> WORK TO COMPLETE
Treat the line containing "not provided in" as the first line of the answer and the last line of the data as its final line, reproducing every line between exactly.

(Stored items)
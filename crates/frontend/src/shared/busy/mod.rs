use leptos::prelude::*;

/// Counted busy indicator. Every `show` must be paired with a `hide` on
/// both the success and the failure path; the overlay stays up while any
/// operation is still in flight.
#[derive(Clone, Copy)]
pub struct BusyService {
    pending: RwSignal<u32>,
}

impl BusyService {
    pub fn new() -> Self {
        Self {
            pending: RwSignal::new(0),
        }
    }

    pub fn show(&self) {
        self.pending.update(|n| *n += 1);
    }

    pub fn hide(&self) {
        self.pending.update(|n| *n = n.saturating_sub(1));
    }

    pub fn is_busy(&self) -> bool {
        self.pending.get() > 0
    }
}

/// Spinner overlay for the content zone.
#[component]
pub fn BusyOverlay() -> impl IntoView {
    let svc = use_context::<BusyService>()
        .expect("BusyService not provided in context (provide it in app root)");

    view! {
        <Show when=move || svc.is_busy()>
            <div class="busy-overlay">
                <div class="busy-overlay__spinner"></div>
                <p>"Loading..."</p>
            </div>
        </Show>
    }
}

> WRITTEN RESPONSE
        .expect("BusyService not provided in context (provide it in app root)");

    view! {
        <Show when=move || svc.is_busy()>
            <div class="busy-overlay">
                <div class="busy-overlay__spinner"></div>
                <p>"Loading..."</p>
            </div>
        </Show>
    }
}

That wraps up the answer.